Now, wouldn’t it be a shame if for some reason we weren’t able to access these things due to the hefty price tags, or if they were of low quality due to a lack of competition and regulation? I certainly think it would be, as all of those aforementioned items and more are firmly held in the cold gauntlet of corporation, who sees morality as second to profits.

With this kind of power in their hands, companies like Comcast, Verizon and Pfizer dictate how we live our lives. We have been thrown into an arena in which their rule is law, as we cannot live without these most basic of needs in the modern day. We have to take the punishment from their anti-consumer practices, as we have no alternatives.

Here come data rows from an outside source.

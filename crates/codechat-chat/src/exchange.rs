//! Lifecycle of one question/answer exchange.
//!
//! Valid transitions:
//! - Composing -> Submitted (question accepted, placeholder appended)
//! - Submitted -> Resolved (answer received)
//! - Submitted -> Failed (request failed)
//!
//! Resolved and Failed are terminal.

use std::fmt;

use chrono::{DateTime, Utc};
use uuid::Uuid;

use codechat_core::types::EntryId;

#[derive(Debug, Clone, Copy, PartialEq, Eq, Hash)]
pub enum ExchangeState {
    Composing,
    /// Request in flight, bot entry pending.
    Submitted,
    Resolved,
    Failed,
}

impl fmt::Display for ExchangeState {
    fn fmt(&self, f: &mut fmt::Formatter<'_>) -> fmt::Result {
        match self {
            ExchangeState::Composing => write!(f, "Composing"),
            ExchangeState::Submitted => write!(f, "Submitted"),
            ExchangeState::Resolved => write!(f, "Resolved"),
            ExchangeState::Failed => write!(f, "Failed"),
        }
    }
}

impl ExchangeState {
    /// Returns whether a transition from `self` to `target` is valid.
    pub fn can_transition_to(&self, target: &ExchangeState) -> bool {
        matches!(
            (self, target),
            (ExchangeState::Composing, ExchangeState::Submitted)
                | (ExchangeState::Submitted, ExchangeState::Resolved)
                | (ExchangeState::Submitted, ExchangeState::Failed)
        )
    }

    pub fn is_terminal(&self) -> bool {
        matches!(self, ExchangeState::Resolved | ExchangeState::Failed)
    }
}

/// A user entry paired with the bot entry answering it.
#[derive(Debug, Clone)]
pub struct Exchange {
    pub id: Uuid,
    pub user_entry: EntryId,
    pub bot_entry: EntryId,
    pub with_attachment: bool,
    pub started_at: DateTime<Utc>,
    state: ExchangeState,
}

impl Exchange {
    /// Create an exchange in the `Composing` state.
    pub fn new(user_entry: EntryId, bot_entry: EntryId, with_attachment: bool) -> Self {
        Self {
            id: Uuid::new_v4(),
            user_entry,
            bot_entry,
            with_attachment,
            started_at: Utc::now(),
            state: ExchangeState::Composing,
        }
    }

    pub fn state(&self) -> ExchangeState {
        self.state
    }

    /// Move to `target` if the transition is valid. The state is left
    /// untouched and `false` returned otherwise.
    pub fn advance(&mut self, target: ExchangeState) -> bool {
        if self.state.can_transition_to(&target) {
            tracing::debug!(exchange_id = %self.id, "Exchange state: {} -> {}", self.state, target);
            self.state = target;
            true
        } else {
            tracing::warn!(
                exchange_id = %self.id,
                "Invalid exchange transition: {} -> {}",
                self.state,
                target
            );
            false
        }
    }
}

I can’t go a day without hearing a complaint about cell service or internet within the school–whether it be from myself or one of my peers. But has anybody ever asked why our services are so bad? According to Forbes, the United States has the 46th fastest mobile internet speed worldwide, which is an outrageous ranking when the U.S. ranks 6th in the expenses of owning a cell phone.
“Why are these conditions so bad, you may ask?” To be quite frank, it is due to a lack of competition in the industry. Why should companies strive to compete with each other when the only names of recognition are Comcast, Centurylink, Verizon and AT&T?

Comcast, of course is the largest of these brands, and one of the most hated due to its subpar quality. On Consumer Affairs, a website dedicated to reviews from users of products, Comcast is given a rating of less than two stars, with many of the reviews written on it citing its poor speed and frequent crashes. No wonder Comcast is ranked as the fifteenth most hated company in America, according to USA Today.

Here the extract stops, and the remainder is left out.